The questions is, is Google Docs the right tool for contract management and collaboration? Well, we’ll find out when I have to update an agreement and then resend the new version via EchoSign. In some ways, transparency may be lost or mistakes may be made, because someone may update the doc and not rename it as a new version in Google Drive. Yes, you can do a revision, but that doesn’t mean the title of the doc changes. I believe you have to do that yourself.

I found an issue with installing Adobe EchoSign’s Google App from the Google Apps Marketplace. When you attempt to install the app through your Google Docs account by CNTRL-Click the document name and then select Open With, then select Connect More Apps, it is not available in the Marketplace manager.

Connect More Apps from Gmail screenshot
Connect More Apps from Gmail

The Marketplace manager will open. Do a quick search for Adobe or EchoSign and see the result shown below.

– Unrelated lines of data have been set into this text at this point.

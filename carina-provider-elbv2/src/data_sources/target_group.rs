//! elbv2.target_group data source

use carina_core::provider::ProviderResult;
use carina_core::resource::{ResourceId, State};

use super::{arn_or_name, found, has_tags, single};
use crate::provider::Elbv2Provider;
use crate::resources::{existing, target_group::flatten_target_group};
use crate::utils::{Attrs, api_error};

pub async fn read(provider: &Elbv2Provider, id: &ResourceId, attrs: &Attrs) -> ProviderResult<State> {
    let candidates = found(
        provider.api.describe_target_groups(arn_or_name(attrs)).await,
        id,
        "target group",
    )?;

    let mut matches = Vec::new();
    for tg in candidates {
        let tags = provider
            .api
            .describe_tags(&tg.arn)
            .await
            .map_err(api_error(id, "listing target group tags"))?;
        if has_tags(attrs, &tags) {
            matches.push((tg, tags));
        }
    }
    let (tg, tags) = single(matches, id, "target group")?;

    let api_attributes = provider
        .api
        .describe_target_group_attributes(&tg.arn)
        .await
        .map_err(api_error(id, "describing target group attributes"))?;
    Ok(existing(id, &tg.arn, flatten_target_group(&tg, &api_attributes, &tags)))
}
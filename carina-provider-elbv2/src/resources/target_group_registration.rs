//! elbv2.target_group_registration
//!
//! Owns the complete target set of one target group, identified by the group's ARN.

use carina_core::provider::ProviderResult;
use carina_core::resource::{Resource, ResourceId, State, Value};

use super::target_group_attachment::{expand_target, flatten_target, register, target_gone};
use crate::model::TargetDescription;
use crate::provider::Elbv2Provider;
use crate::utils::{Attrs, api_error, get_blocks, required_str};

pub const TYPE: &str = "elbv2.target_group_registration";

fn expand_targets(attrs: &Attrs) -> Vec<TargetDescription> {
    get_blocks(attrs, "target").into_iter().map(expand_target).collect()
}

/// A configured target without a port is registered on the group's port,
/// so it matches a registered target with the same id on any port.
fn covers(wanted: &TargetDescription, registered: &TargetDescription) -> bool {
    wanted.id == registered.id && (wanted.port.is_none() || wanted.port == registered.port)
}

/// Registered targets that no configured target covers
fn unwanted(current: &[TargetDescription], desired: &[TargetDescription]) -> Vec<TargetDescription> {
    current
        .iter()
        .filter(|t| !desired.iter().any(|d| covers(d, t)))
        .cloned()
        .collect()
}

/// Configured targets not yet registered
fn unregistered(desired: &[TargetDescription], current: &[TargetDescription]) -> Vec<TargetDescription> {
    desired
        .iter()
        .filter(|d| !current.iter().any(|t| covers(d, t)))
        .cloned()
        .collect()
}

/// Registered targets, without those already draining; `None` when the group is gone
async fn registered(
    provider: &Elbv2Provider,
    id: &ResourceId,
    tg_arn: &str,
) -> ProviderResult<Option<Vec<TargetDescription>>> {
    match provider.api.describe_target_health(tg_arn, &[]).await {
        Ok(health) => Ok(Some(
            health
                .into_iter()
                .filter(|h| h.state.as_deref() != Some("draining"))
                .map(|h| h.target)
                .collect(),
        )),
        Err(e) if target_gone(&e) => Ok(None),
        Err(e) => Err(api_error(id, "describing target health")(e)),
    }
}

pub async fn create(provider: &Elbv2Provider, resource: &Resource) -> ProviderResult<State> {
    let id = &resource.id;
    let tg_arn = required_str(id, &resource.attributes, "target_group_arn")?;
    let targets = expand_targets(&resource.attributes);

    if !targets.is_empty() {
        log::info!("registering {} targets with {}", targets.len(), tg_arn);
        register(provider, &tg_arn, &targets)
            .await
            .map_err(api_error(id, "registering targets"))?;
    }

    read(provider, id, Some(&tg_arn)).await
}

pub async fn read(
    provider: &Elbv2Provider,
    id: &ResourceId,
    identifier: Option<&str>,
) -> ProviderResult<State> {
    let Some(tg_arn) = identifier else {
        return Ok(State::not_found(id.clone()));
    };
    let Some(targets) = registered(provider, id, tg_arn).await? else {
        log::warn!("target group {} not found, removing registration from state", tg_arn);
        return Ok(State::not_found(id.clone()));
    };

    let mut attrs = Attrs::new();
    attrs.insert("target_group_arn".to_string(), Value::from(tg_arn));
    attrs.insert("id".to_string(), Value::from(tg_arn));
    attrs.insert(
        "target".to_string(),
        Value::List(targets.iter().map(|t| Value::Map(flatten_target(t))).collect()),
    );
    Ok(State::existing(id.clone(), attrs).with_identifier(tg_arn))
}

pub async fn update(
    provider: &Elbv2Provider,
    id: &ResourceId,
    tg_arn: &str,
    from: &State,
    to: &Resource,
) -> ProviderResult<State> {
    let desired = expand_targets(&to.attributes);
    let current = expand_targets(&from.attributes);

    let removed = unwanted(&current, &desired);
    if !removed.is_empty() {
        log::info!("deregistering {} targets from {}", removed.len(), tg_arn);
        provider
            .api
            .deregister_targets(tg_arn, &removed)
            .await
            .map_err(api_error(id, "deregistering targets"))?;
    }

    let added = unregistered(&desired, &current);
    if !added.is_empty() {
        log::info!("registering {} targets with {}", added.len(), tg_arn);
        register(provider, tg_arn, &added)
            .await
            .map_err(api_error(id, "registering targets"))?;
    }

    read(provider, id, Some(tg_arn)).await
}

pub async fn delete(provider: &Elbv2Provider, id: &ResourceId, tg_arn: &str) -> ProviderResult<()> {
    let Some(targets) = registered(provider, id, tg_arn).await? else {
        return Ok(());
    };
    if targets.is_empty() {
        return Ok(());
    }
    log::info!("deregistering {} targets from {}", targets.len(), tg_arn);
    match provider.api.deregister_targets(tg_arn, &targets).await {
        Ok(()) => Ok(()),
        Err(e) if target_gone(&e) => Ok(()),
        Err(e) => Err(api_error(id, "deregistering targets")(e)),
    }
}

EchoSign null screen for search
EchoSign search returns null

I found a workaround by clicking the new Gmail Apps tool that was recently added to the header of your Google products. It is the grid icon between my name (+Anthony) and the bell icon (as shown below).

Google Apps Tool screenshot
Google Apps Tool

As you can see, EchoSign is already installed. But to actually find it, you have to click on More from Apps Marketplace, where you can search for it and then click, “Add It Now” as shown below.

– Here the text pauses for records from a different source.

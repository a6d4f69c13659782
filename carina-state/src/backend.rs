//! State backend trait and error types

use std::collections::HashMap;

use async_trait::async_trait;
use serde::{Deserialize, Serialize};
use thiserror::Error;

use crate::lock::LockInfo;
use crate::state::StateFile;

/// Errors that can occur when interacting with a state backend
#[derive(Debug, Error)]
pub enum BackendError {
    /// The state is locked by another process
    #[error("State is locked by {who} (lock ID: {lock_id}, operation: {operation})")]
    Locked {
        lock_id: String,
        who: String,
        operation: String,
    },

    /// The lock was not found (for release/force-unlock operations)
    #[error("Lock not found: {0}")]
    LockNotFound(String),

    /// Lock ID mismatch when trying to release
    #[error("Lock ID mismatch: expected {expected}, got {actual}")]
    LockMismatch { expected: String, actual: String },

    #[error("Unsupported backend type: {0}")]
    UnsupportedBackend(String),

    #[error("Backend configuration error: {0}")]
    Configuration(String),

    /// State file is corrupted or invalid
    #[error("Invalid state file: {0}")]
    InvalidState(String),

    /// State lineage mismatch (prevents accidental state overwrites)
    #[error("State lineage mismatch: expected {expected}, got {actual}")]
    LineageMismatch { expected: String, actual: String },

    #[error("I/O error: {0}")]
    Io(String),

    #[error("Serialization error: {0}")]
    Serialization(String),
}

impl BackendError {
    /// Create a Locked error from a LockInfo
    pub fn locked(lock: &LockInfo) -> Self {
        Self::Locked {
            lock_id: lock.id.clone(),
            who: lock.who.clone(),
            operation: lock.operation.clone(),
        }
    }

    pub fn unsupported_backend(backend_type: impl Into<String>) -> Self {
        Self::UnsupportedBackend(backend_type.into())
    }

    pub fn configuration(message: impl Into<String>) -> Self {
        Self::Configuration(message.into())
    }
}

/// Result type for backend operations
pub type BackendResult<T> = Result<T, BackendError>;

/// Trait for state storage backends
#[async_trait]
pub trait StateBackend: Send + Sync {
    /// Read the current state from the backend
    ///
    /// Returns `None` if no state exists (first-time use)
    async fn read_state(&self) -> BackendResult<Option<StateFile>>;

    /// Write the state to the backend
    ///
    /// The state's serial number should be incremented before calling this.
    /// Writing a state whose lineage differs from the stored one fails.
    async fn write_state(&self, state: &StateFile) -> BackendResult<()>;

    /// Acquire a lock for the given operation
    ///
    /// Fails while another unexpired lock is held
    async fn acquire_lock(&self, operation: &str) -> BackendResult<LockInfo>;

    /// Release a previously acquired lock
    async fn release_lock(&self, lock: &LockInfo) -> BackendResult<()>;

    /// Force release a lock by its ID
    async fn force_unlock(&self, lock_id: &str) -> BackendResult<()>;
}

/// `backend` block of the configuration file
///
/// ```json
/// { "type": "local", "path": "prod.state.json", "lock_timeout": 600 }
/// ```
#[derive(Debug, Clone, PartialEq, Serialize, Deserialize)]
pub struct BackendConfig {
    /// Backend type (currently only "local")
    #[serde(rename = "type", default = "default_backend_type")]
    pub backend_type: String,
    /// Backend-specific attributes
    #[serde(flatten)]
    pub attributes: HashMap<String, serde_json::Value>,
}

fn default_backend_type() -> String {
    "local".to_string()
}

impl Default for BackendConfig {
    fn default() -> Self {
        Self {
            backend_type: default_backend_type(),
            attributes: HashMap::new(),
        }
    }
}

impl BackendConfig {
    /// Local backend writing to `path`
    pub fn local(path: impl Into<String>) -> Self {
        let mut config = Self::default();
        config
            .attributes
            .insert("path".to_string(), serde_json::Value::String(path.into()));
        config
    }

    /// Get a string attribute value
    pub fn get_string(&self, key: &str) -> Option<&str> {
        self.attributes.get(key).and_then(|v| v.as_str())
    }

    /// Get an integer attribute value
    pub fn get_int(&self, key: &str) -> BackendResult<Option<i64>> {
        match self.attributes.get(key) {
            None => Ok(None),
            Some(v) => v.as_i64().map(Some).ok_or_else(|| {
                BackendError::configuration(format!("'{}' must be an integer, got {}", key, v))
            }),
        }
    }
}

EchosSign for Google Apps screenshot
EchoSign for Google Apps

Once the App is installed, you will be shown a notification that the installation is ready (not shown here), but to complete the connection, you will have to sign into your EchoSign account. If you don’t have one, then the link provided in the notification will take you to the Adobe EchoSign signup page.

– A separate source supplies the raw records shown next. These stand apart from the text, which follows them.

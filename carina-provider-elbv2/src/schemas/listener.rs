//! elbv2.listener schema

use carina_core::resource::Value;
use carina_core::schema::{AttributeSchema, AttributeType, ResourceSchema, SuppressContext, types};

use super::action::{actions_attribute, validate_actions};
use super::{int_range, with_common};
use crate::attributes::{self, LISTENER, Scope};
use crate::utils::{Attrs, get_block, get_str};

pub const PROTOCOLS: &[&str] = &["GENEVE", "HTTP", "HTTPS", "TCP", "TCP_UDP", "TLS", "UDP"];

pub const ALPN_POLICIES: &[&str] = &["HTTP1Only", "HTTP2Only", "HTTP2Optional", "HTTP2Preferred", "None"];

/// Protocol a listener ends up with when none is configured
pub fn effective_protocol(attrs: &Attrs) -> &str {
    match get_str(attrs, "protocol") {
        Some(protocol) => protocol,
        None if attrs.contains_key("certificate_arn") => "HTTPS",
        None => "HTTP",
    }
}

fn not_applicable(ctx: &SuppressContext<'_>) -> bool {
    let scope = Scope {
        protocol: Some(effective_protocol(ctx.root)),
        ..Default::default()
    };
    !attributes::applies(LISTENER, ctx.key, &scope)
}

fn table_attribute(name: &str, attr_type: AttributeType) -> AttributeSchema {
    AttributeSchema::new(name, attr_type).with_diff_suppress(not_applicable)
}

fn mutual_authentication_block() -> AttributeType {
    AttributeType::block(
        "MutualAuthentication",
        vec![
            AttributeSchema::new("mode", AttributeType::enum_of(&["off", "verify", "passthrough"]))
                .required(),
            AttributeSchema::new("trust_store_arn", types::arn()),
            AttributeSchema::new("ignore_client_certificate_expiry", AttributeType::Bool),
        ],
    )
}

pub fn listener_schema() -> ResourceSchema {
    let mut schema = ResourceSchema::new("elbv2.listener")
        .with_description("Load balancer listener")
        .attribute(
            AttributeSchema::new("load_balancer_arn", types::arn())
                .required()
                .force_new(),
        )
        .attribute(AttributeSchema::new("port", types::port()))
        .attribute(
            AttributeSchema::new("protocol", AttributeType::enum_of(PROTOCOLS)).with_description(
                "Defaults to HTTPS with a certificate and HTTP otherwise (application), GENEVE (gateway)",
            ),
        )
        .attribute(AttributeSchema::new("ssl_policy", AttributeType::String))
        .attribute(
            AttributeSchema::new("certificate_arn", types::arn())
                .with_description("Default server certificate"),
        )
        .attribute(AttributeSchema::new("alpn_policy", AttributeType::enum_of(ALPN_POLICIES)))
        .attribute(AttributeSchema::new("mutual_authentication", mutual_authentication_block()))
        .attribute(actions_attribute("default_action"))
        .attribute(table_attribute("tcp_idle_timeout_seconds", int_range!(60, 6000)))
        .with_validator(validate);

    for key in LISTENER.iter().filter(|k| k.path[0] != "tcp_idle_timeout_seconds") {
        let attr_type = match key.kind {
            attributes::Kind::Bool => AttributeType::Bool,
            attributes::Kind::Int => AttributeType::Int,
            attributes::Kind::String => AttributeType::String,
        };
        schema = schema.attribute(table_attribute(key.path[0], attr_type));
    }
    with_common(schema)
}

fn validate(attrs: &Attrs) -> Result<(), String> {
    validate_actions(attrs, "default_action")?;

    let protocol = get_str(attrs, "protocol");
    if matches!(protocol, Some("HTTP" | "TCP" | "UDP" | "TCP_UDP" | "GENEVE")) {
        for key in ["certificate_arn", "ssl_policy", "alpn_policy"] {
            if attrs.contains_key(key) {
                return Err(format!("{} cannot be set on a {} listener", key, protocol.unwrap_or_default()));
            }
        }
    }
    if attrs.contains_key("alpn_policy") && protocol != Some("TLS") {
        return Err("alpn_policy is only supported on TLS listeners".to_string());
    }
    if let Some(mutual) = get_block(attrs, "mutual_authentication")
        && get_str(mutual, "mode") == Some("verify")
        && !mutual.contains_key("trust_store_arn")
    {
        return Err("mutual_authentication.trust_store_arn is required in verify mode".to_string());
    }
    Ok(())
}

As you have seen from the prior images, EchoSign app was added to my Google Apps manager, but there’s not much you can do with it here after installation. What EchoSign really does is sync with Google Docs. It then can show you what documents are ready in your Google Docs to attach and send for electronic signature.

EchoSign Google Drive Viewer Screenshot
EchoSign Google Drive Viewer

I did notice another cool feature of Adobe EchoSign: the ability to send docs for signature from Evernote, DropBox and Box.com. You can find those services by clicking on the “More” link to the right of the word, “Google Drive.” I haven’t used it yet, but it’s there if you need it. The issue here is always going to be, can you do document collaboration and management with the connecting services and do it well? Maybe these services will provide tools for document management as Google does with it’s Google Drive and Google Docs.

Screenshot of Other services view in Adobe EchoSign
Other services view in Adobe EchoSign

So, is it worth $10 a month for one user at contractual.ly and pointing my clients there to review, comment on and sign docs? I think the field generator is excellent and will prevent a lot of mistakes. It would work much better than Find and Replace in Google Docs or Word, and it saves time and effort in setting up a macro, which doesn’t look as easy as they make it out to be.  For now, we’ll try out the EchoSign plus Google Docs integration and see how it works for DSW and our clients. If we have too many formatting issues or clients have trouble accessing the Google Docs link, I’m going to head back over to contractual.ly and try it out.

Here’s a video explaining the Adobe EchoSign experience – although without the link to Google Docs.

http://www.youtube.com/watch?v=HHGkyq7bvNk

8 comments

    • djtonyz says:

      Good point. I didn’t know about Docusign when I wrote this post. Definitely something to look into. For us, the issue is pricing right now. We don’t want to spend $20 per month per user when we’re not all that active forwarding documents around for signature. We need something that’s cost effective for a small business. Using Google Docs and Echosign is right for us at the moment.